## Required action
Keep to one stretch of the data below, the lines from the one with "const CORE_PART: &str" up to and including the one with "bytes with custom options.", and return that stretch exactly.
[Dataset extract Boundary: Start]
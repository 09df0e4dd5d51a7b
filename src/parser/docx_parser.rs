//! DOCX package reader built on zip and roxmltree.

use super::options::{ErrorMode, ParseOptions};
use crate::detect::MAIN_PART;
use crate::error::{Error, Result};
use crate::model::{
    Alignment, BodyElement, Document, FloatAlignment, ImageAnchor, ImageLayout, ListType,
    Metadata, Numbering, Resource, Rgb, SourceParagraph, TableSummary, TextRun, TextStyle,
};
use chrono::{DateTime, Utc};
use log::{debug, trace, warn};
use roxmltree::Node;
use std::collections::{HashMap, HashSet};
use std::fs::File;
use std::io::{BufReader, Cursor, Read, Seek};
use std::path::Path;

const WML_NS: &str = "http://schemas.openxmlformats.org/wordprocessingml/2006/main";
const DML_NS: &str = "http://schemas.openxmlformats.org/drawingml/2006/main";
const WPD_NS: &str = "http://schemas.openxmlformats.org/drawingml/2006/wordprocessingDrawing";
const REL_NS: &str = "http://schemas.openxmlformats.org/officeDocument/2006/relationships";
const MC_NS: &str = "http://schemas.openxmlformats.org/markup-compatibility/2006";

const RELS_PART: &str = "word/_rels/document.xml.rels";
const STYLES_PART: &str = "word/styles.xml";
const NUMBERING_PART: &str = "word/numbering.xml";
const CORE_PART: &str = "docProps/core.xml";

/// DOCX reader producing the source [`Document`] tree.
pub struct DocxParser {
    package: Package,
    options: ParseOptions,
}

impl DocxParser {
    /// Open a DOCX file from a path.
    pub fn open<P: AsRef<Path>>(path: P) -> Result<Self> {
        Self::open_with_options(path, ParseOptions::default())
    }

    /// Open a DOCX file with custom options.
    pub fn open_with_options<P: AsRef<Path>>(path: P, options: ParseOptions) -> Result<Self> {
        let file = File::open(path)?;
        Self::from_seekable(BufReader::new(file), options)
    }

    /// Create a parser from bytes.
    pub fn from_bytes(data: &[u8]) -> Result<Self> {
        Self::from_bytes_with_options(data, ParseOptions::default())
    }

    /// Create a parser from bytes with custom options.
    pub fn from_bytes_with_options(data: &[u8], options: ParseOptions) -> Result<Self> {
        if !data.starts_with(b"PK\x03\x04") {
            return Err(Error::UnknownFormat);
        }
        Self::from_seekable(Cursor::new(data), options)
    }

    /// Create a parser from a reader.
    pub fn from_reader<R: Read>(reader: R) -> Result<Self> {
        Self::from_reader_with_options(reader, ParseOptions::default())
    }

    /// Create a parser from a reader with custom options.
    pub fn from_reader_with_options<R: Read>(mut reader: R, options: ParseOptions) -> Result<Self> {
        let mut data = Vec::new();
        reader.read_to_end(&mut data)?;
        Self::from_bytes_with_options(&data, options)
    }

    fn from_seekable<R: Read + Seek>(reader: R, options: ParseOptions) -> Result<Self> {
        let package = Package::read(reader, options.resource_limit_bytes())?;
        if !package.parts.contains_key(MAIN_PART) {
            return Err(Error::UnknownFormat);
        }
        Ok(Self { package, options })
    }

    #[cfg(test)]
    pub(crate) fn from_parts(parts: &[(&str, &[u8])], options: ParseOptions) -> Self {
        let parts = parts
            .iter()
            .map(|(name, data)| (name.to_string(), data.to_vec()))
            .collect();
        Self {
            package: Package {
                parts,
                oversized: HashSet::new(),
            },
            options,
        }
    }

    /// Parse the package into a document tree.
    pub fn parse(&self) -> Result<Document> {
        let rels = self.parse_relationships()?;
        let styles = self.parse_styles()?;
        let numbering = self.parse_numbering()?;

        let mut doc = Document::new();
        doc.metadata = self.parse_core_properties()?;

        let text = self
            .package
            .text(MAIN_PART)?
            .ok_or_else(|| Error::MissingPart(MAIN_PART.to_string()))?;
        let xml = roxmltree::Document::parse(text)
            .map_err(|e| Error::Xml(format!("{}: {}", MAIN_PART, e)))?;
        let body = wml(xml.root_element(), "body")
            .ok_or_else(|| Error::DocxParse("document has no body".to_string()))?;

        let ctx = PartContext {
            rels: &rels,
            styles: &styles,
            numbering: &numbering,
        };
        self.collect_body(body, &ctx, &mut doc);
        self.load_resources(&rels, &mut doc);

        debug!(
            "Parsed DOCX: {} body elements, {} anchors, {} images loaded, {} unresolved",
            doc.body.len(),
            doc.anchor_count(),
            doc.resources.len(),
            doc.unresolved.len()
        );
        Ok(doc)
    }

    /// Parse an optional part, honouring the error mode when it is malformed.
    fn optional_xml(&self, name: &str) -> Result<Option<roxmltree::Document<'_>>> {
        let text = match self.package.text(name) {
            Ok(Some(text)) => text,
            Ok(None) => return Ok(None),
            Err(e) => return self.tolerate(name, e),
        };
        match roxmltree::Document::parse(text) {
            Ok(xml) => Ok(Some(xml)),
            Err(e) => self.tolerate(name, Error::Xml(format!("{}: {}", name, e))),
        }
    }

    fn tolerate<T>(&self, name: &str, err: Error) -> Result<Option<T>> {
        match self.options.error_mode {
            ErrorMode::Lenient => {
                warn!("Ignoring malformed part {}: {}", name, err);
                Ok(None)
            }
            ErrorMode::Strict => Err(err),
        }
    }

    fn parse_relationships(&self) -> Result<HashMap<String, Relationship>> {
        let mut rels = HashMap::new();
        let Some(xml) = self.optional_xml(RELS_PART)? else {
            return Ok(rels);
        };
        for node in xml.root_element().children() {
            if node.tag_name().name() != "Relationship" {
                continue;
            }
            if let (Some(id), Some(target)) = (node.attribute("Id"), node.attribute("Target")) {
                rels.insert(
                    id.to_string(),
                    Relationship {
                        target: target.to_string(),
                        external: node.attribute("TargetMode") == Some("External"),
                    },
                );
            }
        }
        Ok(rels)
    }

    fn parse_styles(&self) -> Result<HashMap<String, StyleDef>> {
        let mut styles = HashMap::new();
        let Some(xml) = self.optional_xml(STYLES_PART)? else {
            return Ok(styles);
        };
        for node in xml.root_element().children() {
            if !is_wml(node, "style") || node.attribute((WML_NS, "type")) != Some("paragraph") {
                continue;
            }
            let Some(id) = node.attribute((WML_NS, "styleId")) else {
                continue;
            };
            let numbering = wml(node, "pPr")
                .and_then(|ppr| wml(ppr, "numPr"))
                .and_then(parse_num_pr);
            styles.insert(
                id.to_string(),
                StyleDef {
                    name: wml_attr(node, "name").map(String::from),
                    numbering,
                },
            );
        }
        Ok(styles)
    }

    fn parse_numbering(&self) -> Result<NumberingInfo> {
        let mut info = NumberingInfo::default();
        let Some(xml) = self.optional_xml(NUMBERING_PART)? else {
            return Ok(info);
        };

        for node in xml.root_element().children() {
            if node.tag_name().namespace() != Some(WML_NS) {
                continue;
            }
            match node.tag_name().name() {
                "abstractNum" => {
                    let Some(abs_id) = node.attribute((WML_NS, "abstractNumId")) else {
                        continue;
                    };
                    let mut levels = HashMap::new();
                    for lvl in node.children().filter(|n| is_wml(*n, "lvl")) {
                        let Some(ilvl) = lvl
                            .attribute((WML_NS, "ilvl"))
                            .and_then(|v| v.parse::<u8>().ok())
                        else {
                            continue;
                        };
                        let num_fmt = wml_attr(lvl, "numFmt").unwrap_or("bullet");
                        levels.insert(ilvl, ListType::from_num_fmt(num_fmt));
                    }
                    info.abstract_levels.insert(abs_id.to_string(), levels);
                }
                "num" => {
                    let Some(num_id) = node.attribute((WML_NS, "numId")) else {
                        continue;
                    };
                    let Some(abs_id) = wml_attr(node, "abstractNumId") else {
                        continue;
                    };
                    info.num_to_abstract
                        .insert(num_id.to_string(), abs_id.to_string());
                }
                _ => {}
            }
        }
        Ok(info)
    }

    fn parse_core_properties(&self) -> Result<Metadata> {
        let mut meta = Metadata::default();
        let Some(xml) = self.optional_xml(CORE_PART)? else {
            return Ok(meta);
        };
        for node in xml.root_element().children().filter(|n| n.is_element()) {
            let value = node
                .text()
                .map(str::trim)
                .filter(|t| !t.is_empty())
                .map(String::from);
            match node.tag_name().name() {
                "title" => meta.title = value,
                "subject" => meta.subject = value,
                "creator" => meta.creator = value,
                "description" => meta.description = value,
                "keywords" => meta.keywords = value,
                "created" => meta.created = value.as_deref().and_then(parse_w3c_date),
                "modified" => meta.modified = value.as_deref().and_then(parse_w3c_date),
                _ => {}
            }
        }
        Ok(meta)
    }

    fn collect_body(&self, container: Node, ctx: &PartContext, doc: &mut Document) {
        for child in container.children() {
            if child.tag_name().namespace() != Some(WML_NS) {
                continue;
            }
            match child.tag_name().name() {
                "p" => doc.push(BodyElement::Paragraph(self.parse_paragraph(child, ctx))),
                "tbl" => {
                    let summary = table_summary(child);
                    debug!(
                        "Dropping table ({} rows x {} columns)",
                        summary.rows, summary.columns
                    );
                    doc.push(BodyElement::Table(summary));
                }
                "sdt" => {
                    if let Some(content) = wml(child, "sdtContent") {
                        self.collect_body(content, ctx, doc);
                    }
                }
                _ => {}
            }
        }
    }

    fn parse_paragraph(&self, node: Node, ctx: &PartContext) -> SourceParagraph {
        let ppr = wml(node, "pPr");
        let style_id = ppr.and_then(|p| wml_attr(p, "pStyle"));
        let style = style_id.and_then(|id| ctx.styles.get(id));

        let alignment = ppr
            .and_then(|p| wml_attr(p, "jc"))
            .map(Alignment::from_jc)
            .unwrap_or_default();

        let direct = ppr.and_then(|p| wml(p, "numPr")).map(parse_num_pr);
        // An explicit numPr (even numId 0) overrides the style's numbering.
        let num_ref = match direct {
            Some(direct) => direct,
            None => style.and_then(|s| s.numbering.clone()),
        };
        let numbering = num_ref.map(|(num_id, level)| Numbering {
            list_type: ctx.numbering.list_type(&num_id, level),
            num_id,
            level,
        });

        let mut paragraph = SourceParagraph {
            style_id: style_id.map(String::from),
            style_name: style.and_then(|s| s.name.clone()),
            alignment,
            numbering,
            runs: Vec::new(),
            anchors: Vec::new(),
        };
        collect_inline(node, None, ctx, &mut paragraph);
        trace!(
            "Paragraph style={:?} runs={} anchors={}",
            paragraph.style_label(),
            paragraph.runs.len(),
            paragraph.anchors.len()
        );
        paragraph
    }

    fn load_resources(&self, rels: &HashMap<String, Relationship>, doc: &mut Document) {
        let rel_ids: Vec<String> = doc
            .paragraphs()
            .flat_map(|p| p.anchors.iter())
            .filter_map(|a| a.rel_id.clone())
            .collect();

        for rel_id in rel_ids {
            if doc.resources.contains_key(&rel_id) || doc.unresolved.contains_key(&rel_id) {
                continue;
            }
            match self.load_resource(&rel_id, rels) {
                Ok(resource) => doc.add_resource(rel_id, resource),
                Err(reason) => {
                    debug!("Image {} unresolved: {}", rel_id, reason);
                    doc.unresolved.insert(rel_id, reason);
                }
            }
        }
    }

    fn load_resource(
        &self,
        rel_id: &str,
        rels: &HashMap<String, Relationship>,
    ) -> std::result::Result<Resource, String> {
        if !self.options.extract_resources {
            return Err("image extraction is disabled".to_string());
        }
        let rel = rels
            .get(rel_id)
            .ok_or_else(|| "relationship not found".to_string())?;
        if rel.external {
            return Err(format!("linked image {} is not embedded", rel.target));
        }
        let path = resolve_part_path(&rel.target);
        if self.package.oversized.contains(&path) {
            return Err(format!("{} exceeds the memory limit", path));
        }
        let data = self
            .package
            .parts
            .get(&path)
            .ok_or_else(|| format!("media part {} is missing", path))?;

        let mut resource = Resource::from_bytes(data.clone());
        if !resource.is_image() {
            return Err(format!("{} is not a supported image format", path));
        }
        if let Some(name) = path.rsplit('/').next() {
            resource = resource.with_filename(name);
        }
        Ok(resource)
    }
}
[Dataset extract Boundary: End]
## Output of the task
const CORE_PART: &str = "docProps/core.xml";

/// DOCX reader producing the source [`Document`] tree.
pub struct DocxParser {
    package: Package,
    options: ParseOptions,
}

impl DocxParser {
    /// Open a DOCX file from a path.
    pub fn open<P: AsRef<Path>>(path: P) -> Result<Self> {
        Self::open_with_options(path, ParseOptions::default())
    }

    /// Open a DOCX file with custom options.
    pub fn open_with_options<P: AsRef<Path>>(path: P, options: ParseOptions) -> Result<Self> {
        let file = File::open(path)?;
        Self::from_seekable(BufReader::new(file), options)
    }

    /// Create a parser from bytes.
    pub fn from_bytes(data: &[u8]) -> Result<Self> {
        Self::from_bytes_with_options(data, ParseOptions::default())
    }

    /// Create a parser from bytes with custom options.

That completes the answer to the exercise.